KB2918371 – Scheduled Backup Of Hyper-V Fails With Event ID 517 & Error 0x80780049

This new article from Microsoft refers to “Windows Server Backup running on the host operating system”, but I cannot say if this issue affects third party backup tools, DPM or not. REPEAT: DO NOT ASK ME – ASK MICROSOFT. Very often Microsoft has a bad habit of stating that a backup fix is for a scenario featuring a Microsoft backup product, but it really affects any tool backing up Hyper-V.

Symptoms

Consider the following scenario:

  • You have a Windows Server 2012 hyper-v host and a Windows Server 2012 guest virtual machine (VM).
  • You start Windows Server Backup on the host operating system.
  • You click Backup Schedule to start the backup schedule wizard and then click Next.
  • You select Custom on the Select Backup Configuration tab and then click Next.
  • You click Add Items, select host component and the guest VM, and then complete the wizard.
  • You restart the host operating system.

In this scenario, scheduled backup fails with event backup ID 517 and error 0x80780049.

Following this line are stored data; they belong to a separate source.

//! Run one file through the transcription pipeline without the daemon.
//!
//! Run with: cargo run -p scribe-daemon --example transcribe_file -- <audio-file>
//!
//! Uses the backend, model and language from the config file. Set RUST_LOG
//! for tracing output:
//!   RUST_LOG=info  - model loading and stage timing
//!   RUST_LOG=debug - staging, normalization and VAD details

use std::sync::Arc;

use anyhow::Context;
use scribe_daemon::config::{BackendKind, Config};
use scribe_daemon::credentials::load_api_key;
use scribe_daemon::pipeline::{Pipeline, RunOutcome};
use scribe_daemon::session::{Session, Trigger};
use scribe_daemon::transcribe::{Backend, ProgressEvent, ProgressSink, TranscriptionRequest};
use scribe_daemon::upload::UploadedAudio;
use tracing_subscriber::EnvFilter;

#[tokio::main]
async fn main() -> anyhow::Result<()> {
    tracing_subscriber::fmt()
        .with_env_filter(EnvFilter::from_default_env())
        .init();

    let path = std::env::args()
        .nth(1)
        .context("usage: transcribe_file <audio-file>")?;
    let bytes = std::fs::read(&path).with_context(|| format!("Failed to read {path}"))?;

    let config = Config::load()?;
    let api_key = match config.backend.kind {
        BackendKind::Remote => Some(load_api_key(&config.remote)?),
        BackendKind::Local => None,
    };
    let backend = Backend::from_config(&config, api_key)?;
    let pipeline = Pipeline::from_config(&config, Arc::new(backend));
    let request = TranscriptionRequest::from_config(&config);

    println!("Backend: {}", config.backend.kind.as_str());
    println!("Model: {:?} ({:?})", request.model, request.precision);
    println!();

    let (progress, mut updates) = ProgressSink::channel();
    let printer = tokio::spawn(async move {
        while let Some(update) = updates.recv().await {
            match update {
                ProgressEvent::Stage(message) => println!("... {message}"),
                ProgressEvent::Retry(notice) => println!(
                    "... retry {}/{} in {:.1}s: {}",
                    notice.attempt,
                    notice.max_retries,
                    notice.wait.as_secs_f32(),
                    notice.reason
                ),
            }
        }
    });

    let session = Session::new(false);
    let upload = UploadedAudio::new(bytes, path, "");
    let outcome = pipeline
        .run(
            &session,
            upload,
            Trigger::Manual,
            &request,
            config.limits.max_upload_mb,
            &progress,
        )
        .await;
    drop(progress);
    printer.await?;

    match outcome {
        Ok(RunOutcome::Completed(done)) => {
            println!();
            if let Some(language) = &done.result.language {
                println!("Language: {language}");
            }
            println!("{}", done.result.text);
        }
        Ok(RunOutcome::Skipped(reason)) => println!("Skipped: {reason:?}"),
        Err(e) => eprintln!("{}", e.user_message()),
    }
    Ok(())
}
use super::*;

fn config(min_speech_chunks: usize, min_silence_chunks: usize) -> VadConfig {
    VadConfig {
        threshold: 0.5,
        min_speech_chunks,
        min_silence_chunks,
    }
}

#[test]
fn test_state_machine_speech_start_and_end() {
    let mut sm = VadStateMachine::new(config(2, 2));

    assert_eq!(sm.process(0.8), None);
    assert_eq!(sm.process(0.9), Some(VadEvent::SpeechStart));
    assert!(sm.is_speaking());

    assert_eq!(sm.process(0.2), None);
    assert_eq!(sm.process(0.1), Some(VadEvent::SpeechEnd));
    assert!(!sm.is_speaking());
}

#[test]
fn test_state_machine_threshold_is_inclusive() {
    let mut sm = VadStateMachine::new(VadConfig {
        threshold: 0.7,
        min_speech_chunks: 1,
        min_silence_chunks: 1,
    });

    assert_eq!(sm.process(0.69), None);
    assert_eq!(sm.process(0.70), Some(VadEvent::SpeechStart));
    assert_eq!(sm.process(0.69), Some(VadEvent::SpeechEnd));
}

#[test]
fn test_state_machine_short_blip_does_not_start_speech() {
    let mut sm = VadStateMachine::new(config(3, 3));

    sm.process(0.8);
    sm.process(0.8);
    sm.process(0.2);
    sm.process(0.8);
    assert!(!sm.is_speaking());

    sm.reset();
    assert!(!sm.is_speaking());
}

#[test]
fn test_for_silence_converts_ms_to_chunks() {
    // 512 samples at 16kHz is 32ms, so 500ms needs 16 chunks.
    let config = VadConfig::for_silence(0.4, 500, 512);
    assert_eq!(config.min_silence_chunks, 16);
    assert!((config.threshold - 0.4).abs() < f32::EPSILON);
    assert_eq!(config.min_speech_chunks, VadConfig::default().min_speech_chunks);

    assert_eq!(VadConfig::for_silence(0.5, 0, 512).min_silence_chunks, 1);
}

#[test]
fn test_speech_regions_single_run() {
    let probs = [0.0, 0.0, 1.0, 1.0, 1.0, 0.0, 0.0, 0.0];

    let regions = speech_regions(&probs, 10, &config(2, 2), 0, 80);

    assert_eq!(regions, vec![20..50]);
}

#[test]
fn test_speech_regions_open_at_end_runs_to_total() {
    let probs = [0.0, 1.0, 1.0, 1.0];

    let regions = speech_regions(&probs, 10, &config(2, 2), 0, 37);

    assert_eq!(regions, vec![10..37]);
}

#[test]
fn test_speech_regions_silence_only() {
    let probs = [0.1; 20];
    assert!(speech_regions(&probs, 512, &VadConfig::default(), 3200, 10240).is_empty());
}

#[test]
fn test_speech_regions_padding_is_clamped_and_merged() {
    // Two runs separated by a short gap; padding makes them overlap.
    let probs = [1.0, 1.0, 0.0, 0.0, 0.0, 1.0, 1.0, 0.0, 0.0];

    let unpadded = speech_regions(&probs, 10, &config(2, 2), 0, 90);
    assert_eq!(unpadded, vec![0..20, 50..70]);

    let padded = speech_regions(&probs, 10, &config(2, 2), 15, 90);
    assert_eq!(padded, vec![0..85]);
}

#[test]
fn test_collect_speech_concatenates_regions() {
    let samples: Vec<f32> = (0..10).map(|i| i as f32).collect();

    let speech = collect_speech(&samples, &[1..3, 7..20]);

    assert_eq!(speech, vec![1.0, 2.0, 7.0, 8.0, 9.0]);
}

#[test]
fn test_collect_speech_no_regions_is_empty() {
    assert!(collect_speech(&[0.5; 8], &[]).is_empty());
}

“The Update” fixes this issue for Windows Server 2012 R2 Hyper-V and Windows 8.1 Client Hyper-V. A hotfix is available for Windows Server 2012 Hyper-V and Windows 8 Hyper-V.

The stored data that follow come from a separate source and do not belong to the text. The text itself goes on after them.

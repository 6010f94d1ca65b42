use super::*;
use crate::staging::Stager;
use crate::transcribe::{
    ProgressSink, TranscribeError, Transcriber, TranscriptionResult,
};
use std::path::Path;
use std::sync::atomic::{AtomicUsize, Ordering};

#[derive(Default)]
struct CountingBackend {
    preloads: AtomicUsize,
    fail_preload: bool,
}

#[tonic::async_trait]
impl Transcriber for CountingBackend {
    async fn transcribe(
        &self,
        _audio: &Path,
        _request: &TranscriptionRequest,
        _progress: &ProgressSink,
    ) -> Result<TranscriptionResult, TranscribeError> {
        Ok(TranscriptionResult::default())
    }

    fn name(&self) -> &'static str {
        "counting"
    }

    async fn preload(&self, _request: &TranscriptionRequest) -> anyhow::Result<()> {
        self.preloads.fetch_add(1, Ordering::SeqCst);
        if self.fail_preload {
            anyhow::bail!("model download failed");
        }
        Ok(())
    }
}

fn create_controller(
    config: Config,
    backend: Arc<CountingBackend>,
) -> (Controller<CountingBackend>, oneshot::Receiver<()>) {
    let (shutdown_tx, shutdown_rx) = oneshot::channel();
    let pipeline = Pipeline::new(backend, Stager::default(), None);
    (Controller::new(config, pipeline, shutdown_tx), shutdown_rx)
}

#[tokio::test]
async fn test_initial_state_is_initializing() {
    let (controller, _) = create_controller(Config::default(), Arc::default());
    assert_eq!(controller.state().await, ControllerState::Initializing);
    assert!(!controller.status().await.ready);
}

#[tokio::test]
async fn test_initialize_without_preload_skips_backend() {
    let backend = Arc::new(CountingBackend::default());
    let (controller, _) = create_controller(Config::default(), Arc::clone(&backend));

    controller.initialize().await;

    assert_eq!(controller.state().await, ControllerState::Ready);
    assert_eq!(backend.preloads.load(Ordering::SeqCst), 0);
}

#[tokio::test]
async fn test_initialize_preloads_when_configured() {
    let backend = Arc::new(CountingBackend::default());
    let mut config = Config::default();
    config.model.preload = true;
    let (controller, _) = create_controller(config, Arc::clone(&backend));

    controller.initialize().await;

    assert_eq!(backend.preloads.load(Ordering::SeqCst), 1);
    assert!(controller.status().await.ready);
}

#[tokio::test]
async fn test_failed_preload_still_becomes_ready() {
    let backend = Arc::new(CountingBackend {
        fail_preload: true,
        ..CountingBackend::default()
    });
    let mut config = Config::default();
    config.model.preload = true;
    let (controller, _) = create_controller(config, backend);

    controller.initialize().await;

    assert_eq!(controller.state().await, ControllerState::Ready);
}

#[tokio::test]
async fn test_open_session_uses_configured_auto_run() {
    let mut config = Config::default();
    config.session.auto_run = false;
    let (controller, _) = create_controller(config, Arc::default());

    let default = controller.open_session(None).await;
    let explicit = controller.open_session(Some(true)).await;

    assert!(!default.snapshot().auto_run);
    assert!(explicit.snapshot().auto_run);
}

#[tokio::test]
async fn test_status_counts_sessions() {
    let (controller, _) = create_controller(Config::default(), Arc::default());
    let session = controller.open_session(None).await;
    controller.open_session(None).await;

    let status = controller.status().await;
    assert_eq!(status.sessions, 2);
    assert_eq!(status.busy_sessions, 0);
    assert_eq!(status.backend, "counting");

    controller.close_session(session.id()).await.unwrap();
    assert_eq!(controller.status().await.sessions, 1);
    assert_eq!(
        controller.session(session.id()).await.unwrap_err(),
        SessionError::NotFound(session.id())
    );
}

#[tokio::test]
async fn test_shutdown_sends_signal_once() {
    let (controller, shutdown_rx) = create_controller(Config::default(), Arc::default());

    controller.shutdown().await;
    controller.shutdown().await;

    assert_eq!(controller.state().await, ControllerState::Stopped);
    assert!(shutdown_rx.await.is_ok());
}

#[tokio::test]
async fn test_mark_ready_after_shutdown_stays_stopped() {
    let (controller, _rx) = create_controller(Config::default(), Arc::default());
    controller.shutdown().await;
    controller.mark_ready().await;
    assert_eq!(controller.state().await, ControllerState::Stopped);
}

If the problem is limited to Windows Server Backup then it will typically affect just small installations (1 or maybe even 2 hosts) and labs.

KB2935810 – CSV Failover Takes Longer Than Expected In Windows Failover Cluster

Microsoft released a hotfix for WS2012 and WS2012 R2 to deal with a scenario where CSV failover time is longer than expected in Windows failover cluster.

Symptoms

In a Windows failover-cluster that uses Cluster Shared Volumes (CSV), the diff area that is allocated by Volsnap is large and fragmented. In this situation, you encounter the following issues:

  • The failover time on the CSV is longer than expected.
  • The time that Volsnap takes to mount or unmount snapshots is several minutes.

More Information

When a NTFS or ReFS volume is mounted or dismounted, Volsnap iterates through the diff area to mount or unmount the snapshots that belong to that volume. When the diff area allocation becomes large and fragmented, the time that Volsnap takes to mount or unmount operations could be several minutes. Additionally, failover time can be longer than expected.

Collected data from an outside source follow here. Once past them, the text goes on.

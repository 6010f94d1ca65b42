//! Voice Activity Detection using Silero VAD.
//!
//! Finds the speech regions of a recording so silence can be dropped before
//! transcription.

use anyhow::{Context, Result};
use ndarray::{Array0, Array2, Array3};
use ort::session::Session;
use ort::value::TensorRef;
use std::ops::Range;
use std::path::Path;
use tracing::{debug, trace};

/// LSTM hidden state size for Silero VAD.
const LSTM_HIDDEN_SIZE: usize = 128;

/// Context size for 16kHz audio (prepended to each chunk).
const CONTEXT_SIZE_16K: usize = 64;

/// Sample rate expected by Silero VAD.
pub const VAD_SAMPLE_RATE: u32 = 16000;

/// Supported chunk sizes for Silero VAD (in samples at 16kHz).
pub const VAD_CHUNK_SIZES: [usize; 3] = [512, 1024, 1536];

/// Chunk size used for whole-file filtering.
pub const DEFAULT_CHUNK_SIZE: usize = 512;

/// Default speech probability threshold.
pub const DEFAULT_THRESHOLD: f32 = 0.5;

/// Audio kept on each side of a speech region, in milliseconds.
pub const SPEECH_PAD_MS: u32 = 200;

/// VAD event indicating speech state changes.
#[derive(Debug, Clone, Copy, PartialEq, Eq)]
pub enum VadEvent {
    /// Speech started.
    SpeechStart,
    /// Speech ended.
    SpeechEnd,
}

/// Configuration for the VAD state machine.
#[derive(Debug, Clone)]
pub struct VadConfig {
    /// Probability threshold for considering audio as speech.
    pub threshold: f32,
    /// Minimum consecutive speech chunks before triggering SpeechStart.
    pub min_speech_chunks: usize,
    /// Minimum consecutive silence chunks before triggering SpeechEnd.
    pub min_silence_chunks: usize,
}

impl Default for VadConfig {
    fn default() -> Self {
        Self {
            threshold: DEFAULT_THRESHOLD,
            min_speech_chunks: 2,
            min_silence_chunks: 8,
        }
    }
}

impl VadConfig {
    /// Config whose silence run must last at least `min_silence_ms`.
    pub fn for_silence(threshold: f32, min_silence_ms: u32, chunk_size: usize) -> Self {
        let chunk_ms = (chunk_size as u64 * 1000 / VAD_SAMPLE_RATE as u64).max(1);
        let min_silence_chunks = (min_silence_ms as u64).div_ceil(chunk_ms).max(1) as usize;
        Self {
            threshold,
            min_silence_chunks,
            ..Self::default()
        }
    }
}

/// Debounced speech/silence tracker.
///
/// Flips state only after enough consecutive chunks disagree with the current
/// one: `min_speech_chunks` to enter speech, `min_silence_chunks` to leave it.
#[derive(Debug)]
pub struct VadStateMachine {
    config: VadConfig,
    speaking: bool,
    /// Consecutive chunks contradicting `speaking`.
    contrary: usize,
}

impl VadStateMachine {
    pub fn new(config: VadConfig) -> Self {
        Self {
            config,
            speaking: false,
            contrary: 0,
        }
    }

    /// Feed one chunk probability; returns the transition it caused, if any.
    pub fn process(&mut self, probability: f32) -> Option<VadEvent> {
        let is_speech = probability >= self.config.threshold;
        if is_speech == self.speaking {
            self.contrary = 0;
            return None;
        }

        self.contrary += 1;
        let needed = if self.speaking {
            self.config.min_silence_chunks
        } else {
            self.config.min_speech_chunks
        };
        trace!(probability, speaking = self.speaking, run = self.contrary, needed, "VAD chunk");
        if self.contrary < needed {
            return None;
        }

        self.speaking = !self.speaking;
        self.contrary = 0;
        Some(if self.speaking {
            VadEvent::SpeechStart
        } else {
            VadEvent::SpeechEnd
        })
    }

    pub fn is_speaking(&self) -> bool {
        self.speaking
    }

    pub fn reset(&mut self) {
        self.speaking = false;
        self.contrary = 0;
    }
}

/// Turn per-chunk speech probabilities into sample ranges of speech.
///
/// A region starts at the first chunk of the speech run that triggered it and
/// ends where the silence run that closed it began. Regions are padded by
/// `pad` samples, clamped to `total_samples`, and merged when they overlap.
pub fn speech_regions(
    probabilities: &[f32],
    chunk_size: usize,
    config: &VadConfig,
    pad: usize,
    total_samples: usize,
) -> Vec<Range<usize>> {
    let mut machine = VadStateMachine::new(config.clone());
    let mut raw = Vec::new();
    let mut start = None;

    for (index, &probability) in probabilities.iter().enumerate() {
        match machine.process(probability) {
            Some(VadEvent::SpeechStart) => {
                let first = (index + 1).saturating_sub(config.min_speech_chunks);
                start = Some(first * chunk_size);
            }
            Some(VadEvent::SpeechEnd) => {
                if let Some(begin) = start.take() {
                    let last = (index + 1).saturating_sub(config.min_silence_chunks);
                    raw.push(begin..(last * chunk_size).max(begin));
                }
            }
            None => {}
        }
    }
    if let Some(begin) = start {
        raw.push(begin..total_samples);
    }

    let mut merged: Vec<Range<usize>> = Vec::with_capacity(raw.len());
    for region in raw {
        let padded = region.start.saturating_sub(pad)..(region.end + pad).min(total_samples);
        match merged.last_mut() {
            Some(previous) if padded.start <= previous.end => {
                previous.end = previous.end.max(padded.end);
            }
            _ => merged.push(padded),
        }
    }
    merged
}

/// Concatenate the samples covered by `regions`.
pub fn collect_speech(samples: &[f32], regions: &[Range<usize>]) -> Vec<f32> {
    regions
        .iter()
        .flat_map(|region| {
            let end = region.end.min(samples.len());
            let start = region.start.min(end);
            samples[start..end].iter().copied()
        })
        .collect()
}

/// Voice Activity Detector using Silero VAD ONNX model.
pub struct VoiceActivityDetector {
    session: Session,
    /// LSTM state: shape (2, 1, 128) - combines h and c states.
    state: Array3<f32>,
    /// Audio context from previous chunk (64 samples at 16kHz).
    context: Vec<f32>,
    config: VadConfig,
    chunk_size: usize,
}

impl VoiceActivityDetector {
    /// Load the Silero VAD model from the given path.
    pub fn new(model_path: impl AsRef<Path>, config: VadConfig) -> Result<Self> {
        Self::with_chunk_size(model_path, config, DEFAULT_CHUNK_SIZE)
    }

    /// Load the model with a specific chunk size.
    pub fn with_chunk_size(
        model_path: impl AsRef<Path>,
        config: VadConfig,
        chunk_size: usize,
    ) -> Result<Self> {
        if !VAD_CHUNK_SIZES.contains(&chunk_size) {
            anyhow::bail!(
                "Invalid chunk size {}. Must be one of {:?}",
                chunk_size,
                VAD_CHUNK_SIZES
            );
        }

        debug!(
            path = %model_path.as_ref().display(),
            chunk_size = chunk_size,
            "Loading VAD model"
        );

        let session = Session::builder()
            .context("Failed to create ONNX session builder")?
            .with_intra_threads(1)
            .context("Failed to set intra threads")?
            .commit_from_file(model_path.as_ref())
            .with_context(|| {
                format!(
                    "Failed to load VAD model from {}",
                    model_path.as_ref().display()
                )
            })?;

        Ok(Self {
            session,
            state: Array3::<f32>::zeros((2, 1, LSTM_HIDDEN_SIZE)),
            context: vec![0.0f32; CONTEXT_SIZE_16K],
            config,
            chunk_size,
        })
    }

    /// Speech probability of one `chunk_size` slice of 16kHz mono audio.
    pub fn process_chunk(&mut self, audio: &[f32]) -> Result<f32> {
        if audio.len() != self.chunk_size {
            anyhow::bail!(
                "Audio chunk size {} doesn't match expected {}",
                audio.len(),
                self.chunk_size
            );
        }

        // Silero expects the previous chunk's tail in front of the input.
        let window: Vec<f32> = self.context.iter().chain(audio).copied().collect();
        let window = Array2::from_shape_vec((1, CONTEXT_SIZE_16K + self.chunk_size), window)
            .context("Failed to shape VAD input")?;
        let rate = Array0::from_elem((), i64::from(VAD_SAMPLE_RATE));

        let outputs = self
            .session
            .run(ort::inputs![
                "input" => TensorRef::from_array_view(&window)?,
                "sr" => TensorRef::from_array_view(&rate)?,
                "state" => TensorRef::from_array_view(&self.state)?
            ])
            .context("VAD inference failed")?;

        let (_, probability) = outputs["output"]
            .try_extract_tensor::<f32>()
            .context("Failed to read VAD output")?;
        let probability = probability.first().copied().unwrap_or(0.0);

        let (_, next_state) = outputs["stateN"]
            .try_extract_tensor::<f32>()
            .context("Failed to read VAD state")?;
        self.state = Array3::from_shape_vec((2, 1, LSTM_HIDDEN_SIZE), next_state.to_vec())
            .context("Failed to reshape VAD state")?;
        self.context.copy_from_slice(&audio[audio.len() - CONTEXT_SIZE_16K..]);

        Ok(probability)
    }

    /// Speech regions of a whole 16kHz mono recording, as sample ranges.
    pub fn detect_regions(&mut self, samples: &[f32]) -> Result<Vec<Range<usize>>> {
        self.reset();

        let mut probabilities = Vec::with_capacity(samples.len() / self.chunk_size + 1);
        for chunk in samples.chunks(self.chunk_size) {
            let probability = if chunk.len() == self.chunk_size {
                self.process_chunk(chunk)?
            } else {
                let mut padded = chunk.to_vec();
                padded.resize(self.chunk_size, 0.0);
                self.process_chunk(&padded)?
            };
            probabilities.push(probability);
        }

        let pad = (SPEECH_PAD_MS as usize * VAD_SAMPLE_RATE as usize) / 1000;
        let regions = speech_regions(
            &probabilities,
            self.chunk_size,
            &self.config,
            pad,
            samples.len(),
        );
        debug!(
            chunks = probabilities.len(),
            regions = regions.len(),
            "Voice activity detection complete"
        );
        Ok(regions)
    }

    /// Reset the detector state.
    pub fn reset(&mut self) {
        self.state = Array3::<f32>::zeros((2, 1, LSTM_HIDDEN_SIZE));
        self.context = vec![0.0f32; CONTEXT_SIZE_16K];
    }
}

#[cfg(test)]
#[path = "vad_test.rs"]
mod tests;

The resolution is … hmm … long. It is related to two updates:

Two new cluster Physical Disk resource private properties were added, and they can be manipulated to resolve the issue:

  • SnapshotDiffSize: This property controls the maximum diff area size that can be consumed by Volsnap for a Physical Disk resource configured for CSV. Units: In MB (DWORD), Default Value: 0, Maximum Value: 1 TB, The Physical Disk resource must be taken offline/online for changes to take effect.
  • SnapshotAgeLimit: This property is aResource Type private property of the Physical Disk to control the maximum age of a snapshot. Long lived snapshots are a significant contributor to diff area fragmentation. Units: In Days (DWORD), Default Value: 7, Range: 1-60 , This is a global property which affects  all Physical Disk resources. You do not have to take the resource offline or online for it to take effect.

Get-ClusterSharedVolume <Cluster Disk Name> | Set-ClusterParameter snapshotdiffsize <Snapshot Diff Size in MB>

Get-ClusterResourceType "physical disk" | Set-ClusterParameter snapshotagelimit <Snapshot Age in Days>

My advice: leave well alone and only manipulate these settings under the advice of Microsoft support (not some local dude, but actual Premier support).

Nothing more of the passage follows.